• _Goal of the exercise_: Go over each line of the entries below, count those with "BTreeSet", and give only the count.

——————————

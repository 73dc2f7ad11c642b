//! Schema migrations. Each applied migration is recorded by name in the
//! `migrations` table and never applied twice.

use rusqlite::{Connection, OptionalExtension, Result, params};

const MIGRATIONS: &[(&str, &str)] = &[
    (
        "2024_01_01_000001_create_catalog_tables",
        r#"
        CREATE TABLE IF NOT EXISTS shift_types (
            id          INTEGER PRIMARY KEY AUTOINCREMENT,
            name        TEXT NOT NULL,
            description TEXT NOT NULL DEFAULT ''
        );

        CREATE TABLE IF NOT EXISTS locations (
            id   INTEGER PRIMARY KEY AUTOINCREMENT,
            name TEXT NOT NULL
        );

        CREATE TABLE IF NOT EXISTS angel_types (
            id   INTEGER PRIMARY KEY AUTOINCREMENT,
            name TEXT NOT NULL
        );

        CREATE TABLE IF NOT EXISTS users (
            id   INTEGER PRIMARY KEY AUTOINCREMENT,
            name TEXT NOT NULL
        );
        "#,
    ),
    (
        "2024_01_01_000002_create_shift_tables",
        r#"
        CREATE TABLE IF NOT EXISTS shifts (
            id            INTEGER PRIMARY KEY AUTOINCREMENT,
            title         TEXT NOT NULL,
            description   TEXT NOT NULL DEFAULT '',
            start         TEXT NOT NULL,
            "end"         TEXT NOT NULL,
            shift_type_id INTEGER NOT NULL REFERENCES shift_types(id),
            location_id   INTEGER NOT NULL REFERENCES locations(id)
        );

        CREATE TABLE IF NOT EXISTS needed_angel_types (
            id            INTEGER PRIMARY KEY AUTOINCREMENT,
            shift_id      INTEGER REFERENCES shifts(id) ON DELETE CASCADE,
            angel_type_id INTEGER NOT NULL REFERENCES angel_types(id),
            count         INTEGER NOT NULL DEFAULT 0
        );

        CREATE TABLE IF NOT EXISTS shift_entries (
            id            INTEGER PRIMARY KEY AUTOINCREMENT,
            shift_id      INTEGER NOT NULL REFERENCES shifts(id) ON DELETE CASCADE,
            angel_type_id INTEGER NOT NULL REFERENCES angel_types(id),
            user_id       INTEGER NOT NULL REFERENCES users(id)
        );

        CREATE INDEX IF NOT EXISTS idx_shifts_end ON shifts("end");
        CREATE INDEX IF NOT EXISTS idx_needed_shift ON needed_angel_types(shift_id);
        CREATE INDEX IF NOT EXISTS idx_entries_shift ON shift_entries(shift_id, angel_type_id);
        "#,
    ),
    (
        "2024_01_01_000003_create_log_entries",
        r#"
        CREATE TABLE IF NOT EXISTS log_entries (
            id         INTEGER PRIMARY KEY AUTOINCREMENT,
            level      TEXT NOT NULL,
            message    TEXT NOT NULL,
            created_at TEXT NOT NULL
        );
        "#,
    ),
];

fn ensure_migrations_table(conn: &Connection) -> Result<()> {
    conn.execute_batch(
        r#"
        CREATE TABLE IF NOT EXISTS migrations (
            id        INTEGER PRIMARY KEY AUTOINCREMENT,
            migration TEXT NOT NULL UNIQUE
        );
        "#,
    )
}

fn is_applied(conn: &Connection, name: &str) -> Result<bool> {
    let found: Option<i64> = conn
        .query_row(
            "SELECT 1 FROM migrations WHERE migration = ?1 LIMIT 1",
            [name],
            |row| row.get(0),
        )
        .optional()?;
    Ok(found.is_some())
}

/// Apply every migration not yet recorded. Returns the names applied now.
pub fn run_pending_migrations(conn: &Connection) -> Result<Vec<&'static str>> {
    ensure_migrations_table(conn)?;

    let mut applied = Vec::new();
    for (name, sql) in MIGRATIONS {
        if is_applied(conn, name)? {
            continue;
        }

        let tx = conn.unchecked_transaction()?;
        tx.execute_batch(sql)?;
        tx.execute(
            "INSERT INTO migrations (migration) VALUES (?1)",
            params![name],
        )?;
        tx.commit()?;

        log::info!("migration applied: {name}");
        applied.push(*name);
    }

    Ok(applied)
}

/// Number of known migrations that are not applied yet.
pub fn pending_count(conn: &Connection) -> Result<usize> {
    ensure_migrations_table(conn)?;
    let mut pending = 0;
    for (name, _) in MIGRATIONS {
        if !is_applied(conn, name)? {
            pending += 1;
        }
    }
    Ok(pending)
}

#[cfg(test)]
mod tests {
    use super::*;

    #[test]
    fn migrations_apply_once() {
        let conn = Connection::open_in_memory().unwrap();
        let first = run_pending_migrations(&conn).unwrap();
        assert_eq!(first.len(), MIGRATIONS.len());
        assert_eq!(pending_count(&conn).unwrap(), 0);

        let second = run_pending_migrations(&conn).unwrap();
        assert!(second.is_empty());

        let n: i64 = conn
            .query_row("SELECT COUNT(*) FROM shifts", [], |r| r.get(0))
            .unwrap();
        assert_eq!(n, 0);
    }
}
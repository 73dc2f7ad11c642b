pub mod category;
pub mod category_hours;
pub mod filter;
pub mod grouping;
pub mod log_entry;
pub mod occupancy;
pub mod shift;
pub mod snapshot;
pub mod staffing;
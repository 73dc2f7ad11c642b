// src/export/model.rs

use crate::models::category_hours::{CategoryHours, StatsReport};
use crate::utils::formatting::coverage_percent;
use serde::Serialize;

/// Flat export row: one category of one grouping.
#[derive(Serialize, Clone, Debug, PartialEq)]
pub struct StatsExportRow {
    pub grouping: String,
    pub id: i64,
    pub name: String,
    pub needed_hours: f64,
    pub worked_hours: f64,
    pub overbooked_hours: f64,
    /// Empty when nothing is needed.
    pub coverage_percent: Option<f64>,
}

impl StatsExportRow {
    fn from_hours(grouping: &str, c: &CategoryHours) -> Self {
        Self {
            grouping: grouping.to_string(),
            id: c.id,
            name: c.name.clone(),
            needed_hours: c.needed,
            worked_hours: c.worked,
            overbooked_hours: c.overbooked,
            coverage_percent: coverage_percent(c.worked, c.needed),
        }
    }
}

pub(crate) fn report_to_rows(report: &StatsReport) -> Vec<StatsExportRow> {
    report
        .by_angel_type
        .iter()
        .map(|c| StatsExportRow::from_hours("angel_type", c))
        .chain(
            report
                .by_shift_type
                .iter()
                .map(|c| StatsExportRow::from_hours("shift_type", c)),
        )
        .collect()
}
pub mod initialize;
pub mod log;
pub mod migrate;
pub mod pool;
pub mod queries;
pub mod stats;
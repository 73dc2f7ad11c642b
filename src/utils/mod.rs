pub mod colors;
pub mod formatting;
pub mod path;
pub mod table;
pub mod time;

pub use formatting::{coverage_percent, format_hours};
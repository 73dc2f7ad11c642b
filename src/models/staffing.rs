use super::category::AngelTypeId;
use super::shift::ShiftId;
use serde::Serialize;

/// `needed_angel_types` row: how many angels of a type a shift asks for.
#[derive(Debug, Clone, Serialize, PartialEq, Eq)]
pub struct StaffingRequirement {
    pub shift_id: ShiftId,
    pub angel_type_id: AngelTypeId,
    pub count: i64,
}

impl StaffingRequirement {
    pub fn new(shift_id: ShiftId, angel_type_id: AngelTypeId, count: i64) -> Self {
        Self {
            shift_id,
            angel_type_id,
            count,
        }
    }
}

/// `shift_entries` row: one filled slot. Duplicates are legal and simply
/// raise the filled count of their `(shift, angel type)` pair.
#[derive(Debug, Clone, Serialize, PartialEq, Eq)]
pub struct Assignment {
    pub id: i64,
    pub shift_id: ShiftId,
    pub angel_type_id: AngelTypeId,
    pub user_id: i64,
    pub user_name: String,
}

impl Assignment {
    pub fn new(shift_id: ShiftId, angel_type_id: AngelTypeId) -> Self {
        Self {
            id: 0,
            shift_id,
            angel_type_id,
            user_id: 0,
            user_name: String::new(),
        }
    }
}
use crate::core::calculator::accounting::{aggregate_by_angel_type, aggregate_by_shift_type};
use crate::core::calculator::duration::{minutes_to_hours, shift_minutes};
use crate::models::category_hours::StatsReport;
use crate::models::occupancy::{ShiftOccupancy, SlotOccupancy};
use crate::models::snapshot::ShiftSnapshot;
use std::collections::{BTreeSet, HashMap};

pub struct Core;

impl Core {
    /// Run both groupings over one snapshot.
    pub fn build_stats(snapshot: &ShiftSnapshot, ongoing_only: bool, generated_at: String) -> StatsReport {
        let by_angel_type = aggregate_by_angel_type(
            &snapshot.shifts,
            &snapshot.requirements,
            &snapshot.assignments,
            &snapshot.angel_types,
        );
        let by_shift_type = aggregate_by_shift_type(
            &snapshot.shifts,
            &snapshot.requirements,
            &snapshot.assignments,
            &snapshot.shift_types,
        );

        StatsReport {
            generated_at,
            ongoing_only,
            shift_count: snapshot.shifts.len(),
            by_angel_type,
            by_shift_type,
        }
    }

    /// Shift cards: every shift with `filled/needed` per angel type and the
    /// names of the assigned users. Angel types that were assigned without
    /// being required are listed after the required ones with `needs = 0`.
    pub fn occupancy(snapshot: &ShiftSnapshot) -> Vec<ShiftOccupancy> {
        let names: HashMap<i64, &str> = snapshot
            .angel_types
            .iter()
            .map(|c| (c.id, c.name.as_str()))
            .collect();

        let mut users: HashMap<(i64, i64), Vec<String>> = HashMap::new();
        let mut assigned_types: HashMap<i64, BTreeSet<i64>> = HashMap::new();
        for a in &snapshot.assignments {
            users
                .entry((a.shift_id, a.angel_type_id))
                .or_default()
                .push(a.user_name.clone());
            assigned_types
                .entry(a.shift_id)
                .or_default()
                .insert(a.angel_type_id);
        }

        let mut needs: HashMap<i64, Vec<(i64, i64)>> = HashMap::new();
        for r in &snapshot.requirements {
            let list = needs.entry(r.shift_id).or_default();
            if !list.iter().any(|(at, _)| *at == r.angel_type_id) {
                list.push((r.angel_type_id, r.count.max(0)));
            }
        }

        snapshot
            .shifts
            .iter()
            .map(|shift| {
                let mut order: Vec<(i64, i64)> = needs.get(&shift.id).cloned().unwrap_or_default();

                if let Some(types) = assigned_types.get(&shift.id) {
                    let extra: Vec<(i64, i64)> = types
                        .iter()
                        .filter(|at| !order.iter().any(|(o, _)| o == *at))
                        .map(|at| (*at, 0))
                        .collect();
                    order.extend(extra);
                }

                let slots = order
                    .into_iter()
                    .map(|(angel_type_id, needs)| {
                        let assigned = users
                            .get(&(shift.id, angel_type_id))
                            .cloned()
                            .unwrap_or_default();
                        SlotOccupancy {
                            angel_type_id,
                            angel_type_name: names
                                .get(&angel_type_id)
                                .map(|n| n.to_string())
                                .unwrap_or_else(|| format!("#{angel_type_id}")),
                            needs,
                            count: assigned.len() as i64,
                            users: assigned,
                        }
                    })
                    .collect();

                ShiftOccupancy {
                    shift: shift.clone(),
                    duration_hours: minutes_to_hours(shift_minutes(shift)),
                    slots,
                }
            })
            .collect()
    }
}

——————————

• _Result of this exercise_: 2